WHAT TO WORK ON:
Answer with the number of lines in the records that contain "MappingError" and with nothing else.

DATA SUPPLIED:
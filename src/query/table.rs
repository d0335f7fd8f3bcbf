use crate::query::{Plan, Scan};
use crate::storage::{Catalog, StatInfo};
use crate::types::Schema;
use eyre::Result;

/// Leaf plan reading one base table from the catalog. Estimates come
/// straight from the table's statistics, captured when the plan is built.
pub struct TablePlan {
    catalog: Catalog,
    table: String,
    schema: Schema,
    stats: StatInfo,
}

impl TablePlan {
    pub fn new(catalog: &Catalog, table: &str) -> Result<Self> {
        let schema = catalog.schema(table)?;
        let stats = catalog.stat_info(table)?;
        Ok(Self {
            catalog: catalog.clone(),
            table: table.to_string(),
            schema,
            stats,
        })
    }

    pub fn table_name(&self) -> &str {
        &self.table
    }
}

impl Plan for TablePlan {
    fn open(&self) -> Result<Box<dyn Scan>> {
        Ok(Box::new(self.catalog.open_table(&self.table)?))
    }

    fn schema(&self) -> &Schema {
        &self.schema
    }

    fn blocks_accessed(&self) -> usize {
        self.stats.blocks_accessed()
    }

    fn records_output(&self) -> usize {
        self.stats.records_output()
    }

    fn distinct_values(&self, field: &str) -> usize {
        self.stats.distinct_values(field)
    }
}
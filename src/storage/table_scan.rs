//! # Table Scan
//!
//! [`TableScan`] is the [`UpdateScan`] over one [`RecordFile`]. Base tables
//! and temp tables use the same cursor; only the file behind it differs.
//!
//! ## Cursor States
//!
//! ```text
//! BeforeFirst ──next()──> At(rid) ──next()──> ... ──next()──> AfterLast
//!      ^                                                         │
//!      └──────────────────────── before_first() ─────────────────┘
//! ```
//!
//! `insert()` and `move_to_rid()` jump straight to `At(rid)`. Reads require
//! `At(rid)` and a slot that is still occupied; anything else reports
//! `QueryError::NoCurrentRecord`.
//!
//! The file is shared behind a `parking_lot::RwLock`, so several cursors
//! can be open over the same table at once (the sort reads a temp table
//! with two cursors while removing duplicates). Locks are taken per call and
//! never held across calls.

use crate::error::QueryError;
use crate::query::{Scan, UpdateScan};
use crate::types::{Constant, Rid, Schema};
use eyre::Result;
use parking_lot::RwLock;
use std::sync::Arc;

use super::RecordFile;

pub type SharedFile = Arc<RwLock<RecordFile>>;

#[derive(Debug, Clone, Copy, PartialEq, Eq)]
enum Position {
    BeforeFirst,
    At(Rid),
    AfterLast,
}

pub struct TableScan {
    file: SharedFile,
    schema: Schema,
    position: Position,
}

impl TableScan {
    pub fn new(file: SharedFile) -> Self {
        let schema = file.read().schema().clone();
        Self {
            file,
            schema,
            position: Position::BeforeFirst,
        }
    }

    pub fn schema(&self) -> &Schema {
        &self.schema
    }

    fn current(&self) -> Result<Rid> {
        match self.position {
            Position::At(rid) => Ok(rid),
            _ => Err(QueryError::NoCurrentRecord.into()),
        }
    }

    fn cursor(&self) -> Option<Rid> {
        match self.position {
            Position::At(rid) => Some(rid),
            _ => None,
        }
    }
}

impl Scan for TableScan {
    fn before_first(&mut self) -> Result<()> {
        self.position = Position::BeforeFirst;
        Ok(())
    }

    fn next(&mut self) -> Result<bool> {
        let next = match self.position {
            Position::AfterLast => None,
            Position::BeforeFirst => self.file.read().next_used(None),
            Position::At(rid) => self.file.read().next_used(Some(rid)),
        };
        self.position = match next {
            Some(rid) => Position::At(rid),
            None => Position::AfterLast,
        };
        Ok(next.is_some())
    }

    fn get_val(&self, field: &str) -> Result<Constant> {
        let idx = self
            .schema
            .index_of(field)
            .ok_or_else(|| QueryError::FieldNotFound {
                field: field.to_string(),
            })?;
        let rid = self.current()?;
        let file = self.file.read();
        let record = file.record(rid).ok_or(QueryError::NoCurrentRecord)?;
        Ok(record[idx].clone())
    }

    fn has_field(&self, field: &str) -> bool {
        self.schema.has_field(field)
    }

    fn close(&mut self) -> Result<()> {
        self.position = Position::AfterLast;
        Ok(())
    }
}

impl UpdateScan for TableScan {
    fn set_val(&mut self, field: &str, value: Constant) -> Result<()> {
        let rid = self.current()?;
        self.file.write().set(rid, field, value)
    }

    fn insert(&mut self) -> Result<()> {
        let rid = self.file.write().insert_after(self.cursor());
        self.position = Position::At(rid);
        Ok(())
    }

    fn delete(&mut self) -> Result<()> {
        let rid = self.current()?;
        self.file.write().delete(rid)
    }

    fn get_rid(&self) -> Result<Rid> {
        self.current()
    }

    fn move_to_rid(&mut self, rid: Rid) -> Result<()> {
        if self.file.read().record(rid).is_none() {
            return Err(QueryError::InvalidRid {
                block: rid.block,
                slot: rid.slot,
            }
            .into());
        }
        self.position = Position::At(rid);
        Ok(())
    }
}

#[cfg(test)]
mod tests {
    use super::*;
    use crate::error::query_error;

    fn scan_with(values: &[i64]) -> TableScan {
        let schema = Schema::new().with_int("a").with_string("b", 5);
        let file = Arc::new(RwLock::new(RecordFile::new(schema, 400)));
        let mut scan = TableScan::new(file);
        for v in values {
            scan.insert().unwrap();
            scan.set_int("a", *v).unwrap();
            scan.set_string("b", &format!("r{}", v)).unwrap();
        }
        scan.before_first().unwrap();
        scan
    }

    #[test]
    fn iterates_inserted_rows_in_order() {
        let mut scan = scan_with(&[3, 1, 2]);
        let mut seen = Vec::new();
        while scan.next().unwrap() {
            seen.push(scan.get_int("a").unwrap());
        }
        assert_eq!(seen, vec![3, 1, 2]);
        assert!(!scan.next().unwrap());
    }

    #[test]
    fn reads_outside_a_row_fail() {
        let mut scan = scan_with(&[1]);
        let err = scan.get_val("a").unwrap_err();
        assert_eq!(query_error(&err), Some(&QueryError::NoCurrentRecord));

        scan.next().unwrap();
        let err = scan.get_val("zz").unwrap_err();
        assert_eq!(
            query_error(&err),
            Some(&QueryError::FieldNotFound { field: "zz".into() })
        );
    }

    #[test]
    fn move_to_rid_revisits_a_row() {
        let mut scan = scan_with(&[10, 20, 30]);
        scan.next().unwrap();
        scan.next().unwrap();
        let rid = scan.get_rid().unwrap();
        while scan.next().unwrap() {}

        scan.move_to_rid(rid).unwrap();
        assert_eq!(scan.get_int("a").unwrap(), 20);
        assert_eq!(scan.get_string("b").unwrap(), "r20");
    }

    #[test]
    fn move_to_deleted_rid_is_invalid() {
        let mut scan = scan_with(&[1, 2]);
        scan.next().unwrap();
        let rid = scan.get_rid().unwrap();
        scan.delete().unwrap();

        let err = scan.move_to_rid(rid).unwrap_err();
        assert_eq!(
            query_error(&err),
            Some(&QueryError::InvalidRid {
                block: rid.block,
                slot: rid.slot
            })
        );
        scan.before_first().unwrap();
        assert!(scan.next().unwrap());
        assert_eq!(scan.get_int("a").unwrap(), 2);
        assert!(!scan.next().unwrap());
    }

    #[test]
    fn two_cursors_share_one_file() {
        let mut first = scan_with(&[1, 2]);
        let mut second = TableScan::new(Arc::clone(&first.file));
        first.next().unwrap();
        second.next().unwrap();
        second.next().unwrap();
        assert_eq!(first.get_int("a").unwrap(), 1);
        assert_eq!(second.get_int("a").unwrap(), 2);
    }
}
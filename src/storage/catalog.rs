//! # Catalog and Statistics
//!
//! The [`Catalog`] maps table names to their schema and record file and
//! derives the statistics the cost model reads:
//!
//! | Statistic | Source |
//! |-----------|--------|
//! | `blocks` | blocks allocated by the record file |
//! | `records` | live records |
//! | `distinct_values(f)` | exact count of distinct values of `f` |
//!
//! Statistics are recomputed on request by scanning the table. Fields
//! without a computed count fall back to `1 + records / 3`.

use super::{RecordFile, SharedFile, TableScan, Transaction};
use crate::error::QueryError;
use crate::query::{Scan, UpdateScan};
use crate::types::{Constant, Rid, Schema};
use eyre::{ensure, Result};
use hashbrown::{HashMap, HashSet};
use parking_lot::RwLock;
use std::sync::Arc;
use tracing::debug;

#[derive(Debug, Clone, PartialEq, Eq)]
pub struct StatInfo {
    blocks: usize,
    records: usize,
    distinct: HashMap<String, usize>,
}

impl StatInfo {
    pub fn new(blocks: usize, records: usize) -> Self {
        Self {
            blocks,
            records,
            distinct: HashMap::new(),
        }
    }

    pub fn with_distinct(mut self, field: impl Into<String>, count: usize) -> Self {
        self.distinct.insert(field.into(), count);
        self
    }

    pub fn blocks_accessed(&self) -> usize {
        self.blocks
    }

    pub fn records_output(&self) -> usize {
        self.records
    }

    pub fn distinct_values(&self, field: &str) -> usize {
        self.distinct
            .get(field)
            .copied()
            .unwrap_or(1 + self.records / 3)
    }
}

#[derive(Clone)]
struct TableEntry {
    schema: Schema,
    file: SharedFile,
}

#[derive(Clone, Default)]
pub struct Catalog {
    tables: Arc<RwLock<HashMap<String, TableEntry>>>,
}

impl Catalog {
    pub fn new() -> Self {
        Self::default()
    }

    pub fn create_table(&self, tx: &Transaction, name: &str, schema: Schema) -> Result<()> {
        let mut tables = self.tables.write();
        ensure!(!tables.contains_key(name), "table '{}' already exists", name);
        let file = Arc::new(RwLock::new(RecordFile::new(
            schema.clone(),
            tx.block_size(),
        )));
        tables.insert(name.to_string(), TableEntry { schema, file });
        debug!(table = name, "created table");
        Ok(())
    }

    fn entry(&self, name: &str) -> Result<TableEntry> {
        self.tables.read().get(name).cloned().ok_or_else(|| {
            QueryError::TableNotFound {
                table: name.to_string(),
            }
            .into()
        })
    }

    pub fn schema(&self, name: &str) -> Result<Schema> {
        Ok(self.entry(name)?.schema)
    }

    pub fn open_table(&self, name: &str) -> Result<TableScan> {
        let entry = self.entry(name)?;
        Ok(TableScan::new(entry.file))
    }

    /// Appends one row, values given in schema order.
    pub fn insert_row(&self, name: &str, values: &[Constant]) -> Result<Rid> {
        let entry = self.entry(name)?;
        ensure!(
            values.len() == entry.schema.len(),
            "table '{}' has {} fields, got {} values",
            name,
            entry.schema.len(),
            values.len()
        );
        for (field, value) in entry.schema.fields().zip(values) {
            entry.schema.check_value(field, value)?;
        }
        let mut scan = TableScan::new(entry.file);
        scan.insert()?;
        for (field, value) in entry.schema.fields().zip(values) {
            scan.set_val(field, value.clone())?;
        }
        scan.get_rid()
    }

    pub fn stat_info(&self, name: &str) -> Result<StatInfo> {
        let entry = self.entry(name)?;
        let blocks = entry.file.read().block_count();

        let mut seen: Vec<HashSet<Constant>> = vec![HashSet::new(); entry.schema.len()];
        let mut records = 0;
        let mut scan = TableScan::new(entry.file);
        while scan.next()? {
            records += 1;
            for (set, field) in seen.iter_mut().zip(entry.schema.fields()) {
                set.insert(scan.get_val(field)?);
            }
        }
        scan.close()?;

        let mut stats = StatInfo::new(blocks, records);
        for (set, field) in seen.into_iter().zip(entry.schema.fields()) {
            stats = stats.with_distinct(field, set.len());
        }
        Ok(stats)
    }
}

#[cfg(test)]
mod tests {
    use super::*;
    use crate::error::query_error;

    fn catalog_with_rows() -> Catalog {
        let tx = Transaction::default();
        let catalog = Catalog::new();
        catalog
            .create_table(&tx, "t", Schema::new().with_int("a").with_string("b", 4))
            .unwrap();
        for (a, b) in [(1, "x"), (2, "x"), (2, "y"), (3, "x")] {
            catalog
                .insert_row("t", &[Constant::Int(a), Constant::from(b)])
                .unwrap();
        }
        catalog
    }

    #[test]
    fn stat_info_counts_distinct_values() {
        let stats = catalog_with_rows().stat_info("t").unwrap();
        assert_eq!(stats.records_output(), 4);
        assert_eq!(stats.blocks_accessed(), 1);
        assert_eq!(stats.distinct_values("a"), 3);
        assert_eq!(stats.distinct_values("b"), 2);
    }

    #[test]
    fn unknown_field_uses_fallback_estimate() {
        let stats = StatInfo::new(2, 9);
        assert_eq!(stats.distinct_values("q"), 4);
    }

    #[test]
    fn missing_table_is_reported() {
        let err = Catalog::new().open_table("nope").err().unwrap();
        assert_eq!(
            query_error(&err),
            Some(&QueryError::TableNotFound {
                table: "nope".into()
            })
        );
    }

    #[test]
    fn insert_row_checks_arity_and_types() {
        let catalog = catalog_with_rows();
        assert!(catalog.insert_row("t", &[Constant::Int(1)]).is_err());
        assert!(catalog
            .insert_row("t", &[Constant::from("x"), Constant::from("y")])
            .is_err());
    }

    #[test]
    fn duplicate_table_is_rejected() {
        let tx = Transaction::default();
        let catalog = Catalog::new();
        catalog.create_table(&tx, "t", Schema::new().with_int("a")).unwrap();
        assert!(catalog.create_table(&tx, "t", Schema::new()).is_err());
    }
}
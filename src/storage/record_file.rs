//! # Record File
//!
//! In-memory slotted storage for one table. Records live in fixed-capacity
//! blocks; a record's [`Rid`] is its `(block, slot)` position and stays
//! valid until the record is deleted. Deleted slots are reused by later
//! inserts that scan forward from the cursor, the same way a slotted page
//! reuses free slots.
//!
//! ## Layout
//!
//! ```text
//! RecordFile
//!   block 0: [slot 0][slot 1]...[slot n-1]     n = block_size / slot_size
//!   block 1: [slot 0][slot 1]...
//!   ...
//! slot := None (free) | Some(values in schema order)
//! ```
//!
//! Block capacity is derived from the schema's slot size so that block
//! counts reported to the cost model match the storage actually used.

use crate::error::QueryError;
use crate::types::{Constant, FieldType, Rid, Schema};
use eyre::Result;

type Slot = Option<Vec<Constant>>;

#[derive(Debug)]
pub struct RecordFile {
    schema: Schema,
    slots_per_block: usize,
    blocks: Vec<Vec<Slot>>,
    live: usize,
    /// No block before this one has a free slot.
    free_hint: usize,
}

impl RecordFile {
    pub fn new(schema: Schema, block_size: usize) -> Self {
        let slots_per_block = (block_size / schema.slot_size()).max(1);
        Self {
            schema,
            slots_per_block,
            blocks: Vec::new(),
            live: 0,
            free_hint: 0,
        }
    }

    pub fn schema(&self) -> &Schema {
        &self.schema
    }

    pub fn slots_per_block(&self) -> usize {
        self.slots_per_block
    }

    pub fn block_count(&self) -> usize {
        self.blocks.len()
    }

    pub fn record_count(&self) -> usize {
        self.live
    }

    pub fn record(&self, rid: Rid) -> Option<&[Constant]> {
        self.blocks
            .get(rid.block as usize)
            .and_then(|b| b.get(rid.slot as usize))
            .and_then(|s| s.as_deref())
    }

    fn record_mut(&mut self, rid: Rid) -> Result<&mut Vec<Constant>> {
        self.blocks
            .get_mut(rid.block as usize)
            .and_then(|b| b.get_mut(rid.slot as usize))
            .and_then(|s| s.as_mut())
            .ok_or_else(|| {
                QueryError::InvalidRid {
                    block: rid.block,
                    slot: rid.slot,
                }
                .into()
            })
    }

    /// First used slot strictly after `after`, or from the start when
    /// `after` is `None`.
    pub fn next_used(&self, after: Option<Rid>) -> Option<Rid> {
        let mut pos = self.successor(after);
        while let Some(rid) = pos {
            if self.record(rid).is_some() {
                return Some(rid);
            }
            pos = self.successor(Some(rid));
        }
        None
    }

    fn successor(&self, after: Option<Rid>) -> Option<Rid> {
        let (block, slot) = match after {
            None => (0usize, 0usize),
            Some(rid) => {
                let next_slot = rid.slot as usize + 1;
                if next_slot < self.slots_per_block {
                    (rid.block as usize, next_slot)
                } else {
                    (rid.block as usize + 1, 0)
                }
            }
        };
        if block < self.blocks.len() {
            Some(Rid::new(block as u64, slot as u32))
        } else {
            None
        }
    }

    /// Claims the first free slot after `after` (appending a block when the
    /// file is full) and fills it with default values.
    ///
    /// Without a cursor the search starts at the first block that may still
    /// have room, so loading a table row by row stays linear.
    pub fn insert_after(&mut self, after: Option<Rid>) -> Rid {
        let mut pos = match after {
            Some(rid) => self.successor(Some(rid)),
            None if self.free_hint < self.blocks.len() => {
                Some(Rid::new(self.free_hint as u64, 0))
            }
            None => None,
        };
        while let Some(rid) = pos {
            if self.record(rid).is_none() {
                self.fill(rid);
                if after.is_none() {
                    self.free_hint = rid.block as usize;
                }
                return rid;
            }
            pos = self.successor(Some(rid));
        }
        self.blocks.push(vec![None; self.slots_per_block]);
        let rid = Rid::new((self.blocks.len() - 1) as u64, 0);
        self.fill(rid);
        if after.is_none() {
            self.free_hint = rid.block as usize;
        }
        rid
    }

    fn fill(&mut self, rid: Rid) {
        let defaults = self
            .schema
            .fields()
            .map(|f| match self.schema.field_type(f) {
                Ok(FieldType::Str(_)) => Constant::Str(String::new()),
                _ => Constant::Int(0),
            })
            .collect();
        self.blocks[rid.block as usize][rid.slot as usize] = Some(defaults);
        self.live += 1;
    }

    pub fn set(&mut self, rid: Rid, field: &str, value: Constant) -> Result<()> {
        self.schema.check_value(field, &value)?;
        let idx = self
            .schema
            .index_of(field)
            .ok_or_else(|| QueryError::FieldNotFound {
                field: field.to_string(),
            })?;
        self.record_mut(rid)?[idx] = value;
        Ok(())
    }

    pub fn delete(&mut self, rid: Rid) -> Result<()> {
        self.record_mut(rid)?;
        self.blocks[rid.block as usize][rid.slot as usize] = None;
        self.live -= 1;
        self.free_hint = self.free_hint.min(rid.block as usize);
        Ok(())
    }
}
//! Dense voxel-grid accumulator.
//!
//! [`VoxelMapping`] discretizes points carrying feature vectors (usually RGB)
//! into a fixed `voxel_size³` grid anchored at `origin` with edge `pitch`.
//! Each cell remembers whether any point landed in it and the feature of the
//! last point that did. Occupied cells can then be turned into a colored box
//! mesh through any [`GeometryFactory`](voxmap_primitives::GeometryFactory).
//!
//! ```ignore
//! use voxmap_mapping::{MappingConfig, VoxelMapping};
//! use voxmap_primitives::StandardGeometry;
//!
//! let mut mapping = VoxelMapping::new(MappingConfig::new([0.0; 3], 0.1, 32, 3))?;
//! mapping.add(&[[0.05, 0.05, 0.05]], &[[1.0, 0.0, 0.0]])?;
//! let boxes = mapping.as_boxes(&StandardGeometry)?;
//! assert_eq!(boxes.face_count(), 12);
//! ```

#![forbid(unsafe_code)]

pub mod config;
pub mod grid;
pub mod mapping;
pub mod rasterize;
pub mod synth;

pub use config::MappingConfig;
pub use grid::GridStore;
pub use mapping::VoxelMapping;
pub use rasterize::{point_to_index, points_to_indices};
pub use synth::{BoundsStyle, ORIGIN_MARKER_RADIUS, ORIGIN_MARKER_SUBDIVISIONS};

pub use voxmap_core::{MappingError, Result};
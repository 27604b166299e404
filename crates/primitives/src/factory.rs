use voxmap_core::point::{self, Point3};

use crate::{LineSet, TriMesh};

/// Source of the primitive shapes voxel rendering is assembled from.
///
/// The mapping crate only talks to this trait, so a renderer can plug in its
/// own mesh library and tests can supply deterministic doubles.
pub trait GeometryFactory {
    /// Closed box with the given edge lengths, centered at `translation`.
    fn solid_box(&self, extents: Point3, translation: Point3) -> TriMesh;

    /// The twelve edges of a box with the given edge lengths, centered at
    /// `translation`.
    fn wired_box(&self, extents: Point3, translation: Point3) -> LineSet;

    /// Sphere of `radius` centered at the world origin.
    fn icosphere(&self, radius: f32, subdivisions: u32) -> TriMesh;

    /// One cube of edge `pitch` per cell, concatenated in the order given.
    ///
    /// Cell `(i, j, k)` is centered at `origin + (index + 0.5) * pitch`, so
    /// `origin` is the outer corner of cell `(0, 0, 0)`. Every cell must
    /// contribute the same number of faces.
    fn voxel_boxes(&self, cells: &[[usize; 3]], pitch: f32, origin: Point3) -> TriMesh {
        let mut out = TriMesh::empty();
        for cell in cells {
            let center = cell_center(*cell, pitch, origin);
            out.append(&self.solid_box([pitch; 3], center));
        }
        out
    }
}

/// World-space center of voxel `cell`.
pub fn cell_center(cell: [usize; 3], pitch: f32, origin: Point3) -> Point3 {
    point::add(
        origin,
        [
            (cell[0] as f32 + 0.5) * pitch,
            (cell[1] as f32 + 0.5) * pitch,
            (cell[2] as f32 + 0.5) * pitch,
        ],
    )
}
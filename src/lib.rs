//! Dense voxel-grid accumulation of colored point clouds.
//!
//! This crate re-exports the workspace members under one roof:
//!
//! - `voxmap-core`: points, colors, bounding boxes, [`FeatureCloud`] and errors
//! - `voxmap-primitives`: triangle meshes, line sets and the [`GeometryFactory`] seam
//! - `voxmap-mapping`: the [`VoxelMapping`] grid itself

#![forbid(unsafe_code)]

pub use voxmap_core::{Aabb, FeatureCloud, MappingError, Point3, Result, Rgba};
pub use voxmap_mapping::{BoundsStyle, MappingConfig, VoxelMapping};
pub use voxmap_primitives::{Geometry, GeometryFactory, LineSet, StandardGeometry, TriMesh};
use voxmap_core::point::{self, Point3};
use voxmap_core::{FeatureCloud, MappingError, Result};

use crate::mapping::VoxelMapping;

/// Voxel index of `point`: `floor((point - origin) / pitch)` per axis.
///
/// Returns `None` for non-finite points. The index is unbounded; callers
/// decide what lies inside their grid.
pub fn point_to_index(point: &Point3, pitch: f32, origin: Point3) -> Option<[i64; 3]> {
    if !point::is_finite(point) {
        return None;
    }
    let rel = point::sub(*point, origin);
    Some([
        (rel[0] / pitch).floor() as i64,
        (rel[1] / pitch).floor() as i64,
        (rel[2] / pitch).floor() as i64,
    ])
}

pub fn points_to_indices(points: &[Point3], pitch: f32, origin: Point3) -> Vec<Option<[i64; 3]>> {
    points
        .iter()
        .map(|p| point_to_index(p, pitch, origin))
        .collect()
}

fn within(index: [i64; 3], voxel_size: usize) -> Option<[usize; 3]> {
    let n = voxel_size as i64;
    if index.iter().all(|&v| (0..n).contains(&v)) {
        Some([index[0] as usize, index[1] as usize, index[2] as usize])
    } else {
        None
    }
}

impl VoxelMapping {
    /// Grid cell of `point`, or `None` if it falls outside the grid.
    pub fn voxel_of(&self, point: &Point3) -> Option<[usize; 3]> {
        point_to_index(point, self.pitch(), self.origin())
            .and_then(|index| within(index, self.voxel_size()))
    }

    /// Rasterize `points` with their features.
    ///
    /// `values[i]` is the `nchannel`-wide feature of `points[i]`. Points
    /// outside `[origin, origin + voxel_size * pitch)` on any axis, or with
    /// non-finite coordinates, are skipped without error. When several points
    /// hit the same cell the one appearing last wins.
    ///
    /// Before touching the grid, returns [`MappingError::ShapeMismatch`] if
    /// the row counts differ and [`MappingError::ChannelMismatch`] if any row
    /// has the wrong width.
    pub fn add<V: AsRef<[f32]>>(&mut self, points: &[Point3], values: &[V]) -> Result<()> {
        if values.len() != points.len() {
            return Err(MappingError::ShapeMismatch {
                expected: points.len(),
                got: values.len(),
            });
        }
        let nchannel = self.nchannel();
        if let Some((row, width)) = values
            .iter()
            .map(|v| v.as_ref().len())
            .enumerate()
            .find(|&(_, width)| width != nchannel)
        {
            return Err(MappingError::ChannelMismatch {
                row,
                expected: nchannel,
                got: width,
            });
        }

        self.write_points(points, move |i| values[i].as_ref());
        Ok(())
    }

    /// [`add`](Self::add) for an owned cloud, whose channel count must match.
    pub fn add_cloud(&mut self, cloud: &FeatureCloud) -> Result<()> {
        if cloud.nchannel() != self.nchannel() {
            return Err(MappingError::invalid_config(format!(
                "cloud has {} channels, grid stores {}",
                cloud.nchannel(),
                self.nchannel()
            )));
        }
        self.write_points(cloud.points(), move |i| cloud.feature(i));
        Ok(())
    }

    fn write_points<'v>(&mut self, points: &[Point3], row: impl Fn(usize) -> &'v [f32]) {
        let mut kept = 0usize;
        for (i, p) in points.iter().enumerate() {
            let Some(index) = self.voxel_of(p) else {
                continue;
            };
            self.grid.write(index, row(i));
            kept += 1;
        }

        log::debug!(
            "rasterized {} of {} points ({} outside the grid)",
            kept,
            points.len(),
            points.len() - kept
        );
    }
}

ANSWER FOR THE TASK:
8